* **What needs to be done**: When a line in the data below includes "every", pick it out and copy it.

Stored data entries:
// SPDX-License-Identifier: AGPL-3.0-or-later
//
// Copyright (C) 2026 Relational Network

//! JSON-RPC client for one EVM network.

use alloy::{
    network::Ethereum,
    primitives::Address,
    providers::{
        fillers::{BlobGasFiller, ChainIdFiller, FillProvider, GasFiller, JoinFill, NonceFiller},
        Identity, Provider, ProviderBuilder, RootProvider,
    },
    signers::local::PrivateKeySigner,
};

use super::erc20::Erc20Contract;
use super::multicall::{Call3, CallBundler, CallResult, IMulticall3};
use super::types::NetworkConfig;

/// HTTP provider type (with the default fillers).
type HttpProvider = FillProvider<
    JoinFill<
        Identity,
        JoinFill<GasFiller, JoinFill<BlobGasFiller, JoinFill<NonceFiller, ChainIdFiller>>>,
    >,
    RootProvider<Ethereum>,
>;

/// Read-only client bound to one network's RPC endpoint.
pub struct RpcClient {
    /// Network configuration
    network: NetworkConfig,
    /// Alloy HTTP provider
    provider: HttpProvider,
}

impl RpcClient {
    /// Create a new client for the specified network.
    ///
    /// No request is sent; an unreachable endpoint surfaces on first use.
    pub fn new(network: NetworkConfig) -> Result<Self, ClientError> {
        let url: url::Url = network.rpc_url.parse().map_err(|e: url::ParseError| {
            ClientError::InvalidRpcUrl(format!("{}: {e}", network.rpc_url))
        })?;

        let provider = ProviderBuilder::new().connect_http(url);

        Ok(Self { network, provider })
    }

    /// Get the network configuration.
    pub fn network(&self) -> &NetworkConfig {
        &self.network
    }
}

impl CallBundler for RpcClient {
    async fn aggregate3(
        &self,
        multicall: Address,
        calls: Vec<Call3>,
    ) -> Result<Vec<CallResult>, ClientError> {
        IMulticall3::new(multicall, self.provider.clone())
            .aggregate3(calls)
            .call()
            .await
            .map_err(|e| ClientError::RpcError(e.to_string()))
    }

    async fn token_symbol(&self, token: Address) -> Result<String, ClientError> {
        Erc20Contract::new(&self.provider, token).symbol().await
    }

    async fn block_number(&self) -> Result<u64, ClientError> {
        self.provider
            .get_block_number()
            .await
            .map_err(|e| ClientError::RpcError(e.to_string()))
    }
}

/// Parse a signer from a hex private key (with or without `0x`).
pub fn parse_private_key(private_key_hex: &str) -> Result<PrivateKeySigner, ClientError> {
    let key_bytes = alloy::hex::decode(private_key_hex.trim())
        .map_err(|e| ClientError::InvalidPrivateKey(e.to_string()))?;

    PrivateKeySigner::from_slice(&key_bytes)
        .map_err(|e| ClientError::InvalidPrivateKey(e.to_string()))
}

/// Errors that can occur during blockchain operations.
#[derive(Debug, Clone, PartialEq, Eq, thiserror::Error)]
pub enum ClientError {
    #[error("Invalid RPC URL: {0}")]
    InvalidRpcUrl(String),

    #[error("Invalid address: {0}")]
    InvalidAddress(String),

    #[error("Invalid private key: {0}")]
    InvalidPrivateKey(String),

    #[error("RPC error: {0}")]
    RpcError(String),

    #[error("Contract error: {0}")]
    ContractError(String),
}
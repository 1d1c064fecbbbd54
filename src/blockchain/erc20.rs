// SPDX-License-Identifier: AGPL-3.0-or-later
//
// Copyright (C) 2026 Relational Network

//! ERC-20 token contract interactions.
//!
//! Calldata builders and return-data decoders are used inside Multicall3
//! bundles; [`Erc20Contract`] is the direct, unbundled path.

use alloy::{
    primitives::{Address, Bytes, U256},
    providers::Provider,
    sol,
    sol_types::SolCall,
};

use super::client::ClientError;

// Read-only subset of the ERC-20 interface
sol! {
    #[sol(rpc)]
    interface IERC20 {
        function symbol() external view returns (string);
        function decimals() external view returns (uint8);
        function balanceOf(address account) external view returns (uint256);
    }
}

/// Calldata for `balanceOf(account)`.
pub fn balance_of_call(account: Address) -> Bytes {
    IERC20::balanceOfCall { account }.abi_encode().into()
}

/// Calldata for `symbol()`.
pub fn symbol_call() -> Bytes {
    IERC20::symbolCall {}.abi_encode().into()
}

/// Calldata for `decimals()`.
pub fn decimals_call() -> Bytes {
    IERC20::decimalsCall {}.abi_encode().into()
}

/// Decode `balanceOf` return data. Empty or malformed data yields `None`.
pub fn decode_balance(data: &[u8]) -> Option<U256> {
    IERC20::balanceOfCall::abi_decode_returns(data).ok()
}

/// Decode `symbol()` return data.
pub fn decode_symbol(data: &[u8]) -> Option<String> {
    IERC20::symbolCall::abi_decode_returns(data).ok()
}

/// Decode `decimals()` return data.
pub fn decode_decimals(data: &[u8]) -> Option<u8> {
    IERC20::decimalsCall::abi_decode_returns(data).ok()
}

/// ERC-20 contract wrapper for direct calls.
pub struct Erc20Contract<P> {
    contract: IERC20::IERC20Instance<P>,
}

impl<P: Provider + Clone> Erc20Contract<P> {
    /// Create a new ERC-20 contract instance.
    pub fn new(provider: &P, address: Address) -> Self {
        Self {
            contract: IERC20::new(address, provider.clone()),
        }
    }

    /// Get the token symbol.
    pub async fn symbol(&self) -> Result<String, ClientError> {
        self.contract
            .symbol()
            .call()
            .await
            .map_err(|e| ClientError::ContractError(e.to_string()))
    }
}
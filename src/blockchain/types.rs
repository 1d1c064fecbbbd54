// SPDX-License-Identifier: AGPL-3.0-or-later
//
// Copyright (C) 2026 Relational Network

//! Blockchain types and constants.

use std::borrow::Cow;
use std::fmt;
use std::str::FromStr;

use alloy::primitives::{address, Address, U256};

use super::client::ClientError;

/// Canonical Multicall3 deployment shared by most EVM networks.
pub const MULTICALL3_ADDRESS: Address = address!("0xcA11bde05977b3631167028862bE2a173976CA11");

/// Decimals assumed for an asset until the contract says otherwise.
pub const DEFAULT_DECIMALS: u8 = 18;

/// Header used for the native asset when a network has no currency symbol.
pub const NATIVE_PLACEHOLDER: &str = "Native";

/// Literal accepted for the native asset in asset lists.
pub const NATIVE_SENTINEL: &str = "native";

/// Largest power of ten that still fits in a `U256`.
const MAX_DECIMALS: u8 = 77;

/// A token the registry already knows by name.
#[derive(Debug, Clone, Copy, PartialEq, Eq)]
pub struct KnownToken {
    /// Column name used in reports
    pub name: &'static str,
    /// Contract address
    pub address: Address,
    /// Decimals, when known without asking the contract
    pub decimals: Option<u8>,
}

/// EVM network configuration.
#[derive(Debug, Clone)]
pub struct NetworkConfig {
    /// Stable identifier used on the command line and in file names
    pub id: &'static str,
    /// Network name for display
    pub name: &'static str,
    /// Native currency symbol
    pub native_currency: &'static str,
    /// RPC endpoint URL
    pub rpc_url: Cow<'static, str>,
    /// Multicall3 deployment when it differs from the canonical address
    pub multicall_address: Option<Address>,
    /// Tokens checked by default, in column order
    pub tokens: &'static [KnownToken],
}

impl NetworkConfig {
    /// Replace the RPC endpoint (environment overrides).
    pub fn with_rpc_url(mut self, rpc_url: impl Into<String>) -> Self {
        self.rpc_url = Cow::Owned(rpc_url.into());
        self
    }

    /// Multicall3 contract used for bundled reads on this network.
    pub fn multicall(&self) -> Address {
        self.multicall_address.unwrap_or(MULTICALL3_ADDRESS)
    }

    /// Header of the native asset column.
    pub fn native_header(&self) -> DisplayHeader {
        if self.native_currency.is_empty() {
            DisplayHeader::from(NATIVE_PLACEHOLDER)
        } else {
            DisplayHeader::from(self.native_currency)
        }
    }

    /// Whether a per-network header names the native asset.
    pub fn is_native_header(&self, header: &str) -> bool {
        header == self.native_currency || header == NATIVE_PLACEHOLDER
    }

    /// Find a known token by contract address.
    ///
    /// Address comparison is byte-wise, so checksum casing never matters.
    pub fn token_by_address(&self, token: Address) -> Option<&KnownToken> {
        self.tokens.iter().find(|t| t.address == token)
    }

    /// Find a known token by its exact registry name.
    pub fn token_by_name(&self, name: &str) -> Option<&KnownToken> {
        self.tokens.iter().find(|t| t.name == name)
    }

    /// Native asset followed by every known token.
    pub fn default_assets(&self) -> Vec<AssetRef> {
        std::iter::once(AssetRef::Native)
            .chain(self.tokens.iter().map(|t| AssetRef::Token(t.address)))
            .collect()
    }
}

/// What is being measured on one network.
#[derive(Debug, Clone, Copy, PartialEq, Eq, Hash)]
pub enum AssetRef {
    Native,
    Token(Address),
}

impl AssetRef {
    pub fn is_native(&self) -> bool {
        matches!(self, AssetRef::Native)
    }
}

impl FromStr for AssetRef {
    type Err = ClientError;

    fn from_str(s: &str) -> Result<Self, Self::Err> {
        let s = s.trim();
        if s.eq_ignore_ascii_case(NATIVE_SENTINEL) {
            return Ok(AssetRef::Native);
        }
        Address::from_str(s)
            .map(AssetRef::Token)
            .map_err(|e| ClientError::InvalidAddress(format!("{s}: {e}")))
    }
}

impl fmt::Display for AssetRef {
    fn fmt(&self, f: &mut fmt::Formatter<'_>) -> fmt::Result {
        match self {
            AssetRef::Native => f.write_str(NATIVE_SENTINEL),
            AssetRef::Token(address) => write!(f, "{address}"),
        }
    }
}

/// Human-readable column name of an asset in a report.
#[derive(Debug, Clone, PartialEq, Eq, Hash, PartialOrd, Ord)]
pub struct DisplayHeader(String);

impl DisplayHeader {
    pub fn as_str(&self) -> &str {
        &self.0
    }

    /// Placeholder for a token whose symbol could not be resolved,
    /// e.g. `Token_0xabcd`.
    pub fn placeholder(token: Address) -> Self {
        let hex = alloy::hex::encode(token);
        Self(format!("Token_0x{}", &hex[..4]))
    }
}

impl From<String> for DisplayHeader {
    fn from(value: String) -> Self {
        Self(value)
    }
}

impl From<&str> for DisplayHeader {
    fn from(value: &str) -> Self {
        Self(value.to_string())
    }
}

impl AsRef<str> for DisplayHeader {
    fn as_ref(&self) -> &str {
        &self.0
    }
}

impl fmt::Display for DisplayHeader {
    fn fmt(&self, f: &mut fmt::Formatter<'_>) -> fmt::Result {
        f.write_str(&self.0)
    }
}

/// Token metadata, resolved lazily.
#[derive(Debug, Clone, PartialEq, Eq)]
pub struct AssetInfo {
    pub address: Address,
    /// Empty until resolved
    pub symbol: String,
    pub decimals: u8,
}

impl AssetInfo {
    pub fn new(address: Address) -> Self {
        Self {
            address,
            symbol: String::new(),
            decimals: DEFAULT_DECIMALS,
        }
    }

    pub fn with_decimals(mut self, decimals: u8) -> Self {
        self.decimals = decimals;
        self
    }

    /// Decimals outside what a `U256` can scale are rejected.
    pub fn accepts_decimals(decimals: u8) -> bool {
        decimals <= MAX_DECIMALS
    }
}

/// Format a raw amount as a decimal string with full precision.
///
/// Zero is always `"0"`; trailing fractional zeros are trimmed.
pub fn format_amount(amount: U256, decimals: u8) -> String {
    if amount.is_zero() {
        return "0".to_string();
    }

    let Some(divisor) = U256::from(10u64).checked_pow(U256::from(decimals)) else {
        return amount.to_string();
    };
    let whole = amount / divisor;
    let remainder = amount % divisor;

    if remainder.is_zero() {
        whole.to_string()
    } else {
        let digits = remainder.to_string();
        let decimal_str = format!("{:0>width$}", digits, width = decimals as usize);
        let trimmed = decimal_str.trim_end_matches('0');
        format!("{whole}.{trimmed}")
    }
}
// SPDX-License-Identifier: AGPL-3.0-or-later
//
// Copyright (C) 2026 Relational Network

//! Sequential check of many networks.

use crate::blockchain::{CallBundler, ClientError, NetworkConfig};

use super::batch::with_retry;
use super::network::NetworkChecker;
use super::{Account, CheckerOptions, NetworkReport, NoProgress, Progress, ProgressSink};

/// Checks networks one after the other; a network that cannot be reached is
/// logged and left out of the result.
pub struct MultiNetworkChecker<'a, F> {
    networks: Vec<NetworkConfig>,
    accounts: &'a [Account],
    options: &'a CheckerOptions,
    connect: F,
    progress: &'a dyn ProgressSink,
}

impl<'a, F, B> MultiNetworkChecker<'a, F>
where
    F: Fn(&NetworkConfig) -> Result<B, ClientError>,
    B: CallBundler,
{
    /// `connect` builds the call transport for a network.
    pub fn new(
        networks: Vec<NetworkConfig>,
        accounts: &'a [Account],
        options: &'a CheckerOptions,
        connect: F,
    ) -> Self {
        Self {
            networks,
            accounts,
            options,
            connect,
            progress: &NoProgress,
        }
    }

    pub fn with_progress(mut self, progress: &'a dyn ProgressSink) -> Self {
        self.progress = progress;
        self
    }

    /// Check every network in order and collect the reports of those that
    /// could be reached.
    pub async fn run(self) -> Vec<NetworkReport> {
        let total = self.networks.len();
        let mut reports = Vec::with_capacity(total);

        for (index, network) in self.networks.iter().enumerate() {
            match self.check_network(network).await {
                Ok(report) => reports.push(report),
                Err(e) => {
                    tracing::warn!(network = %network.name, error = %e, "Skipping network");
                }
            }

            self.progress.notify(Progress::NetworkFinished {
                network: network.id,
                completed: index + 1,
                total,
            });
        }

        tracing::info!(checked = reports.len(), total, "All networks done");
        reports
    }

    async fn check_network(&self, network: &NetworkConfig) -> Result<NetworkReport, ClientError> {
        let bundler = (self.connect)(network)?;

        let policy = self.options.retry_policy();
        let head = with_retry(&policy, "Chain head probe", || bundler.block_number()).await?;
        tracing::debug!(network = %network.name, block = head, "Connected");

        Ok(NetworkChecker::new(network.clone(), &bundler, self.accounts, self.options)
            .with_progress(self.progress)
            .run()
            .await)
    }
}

* **Solution to the exercise**:
    /// Native asset followed by every known token.
    /// Check every network in order and collect the reports of those that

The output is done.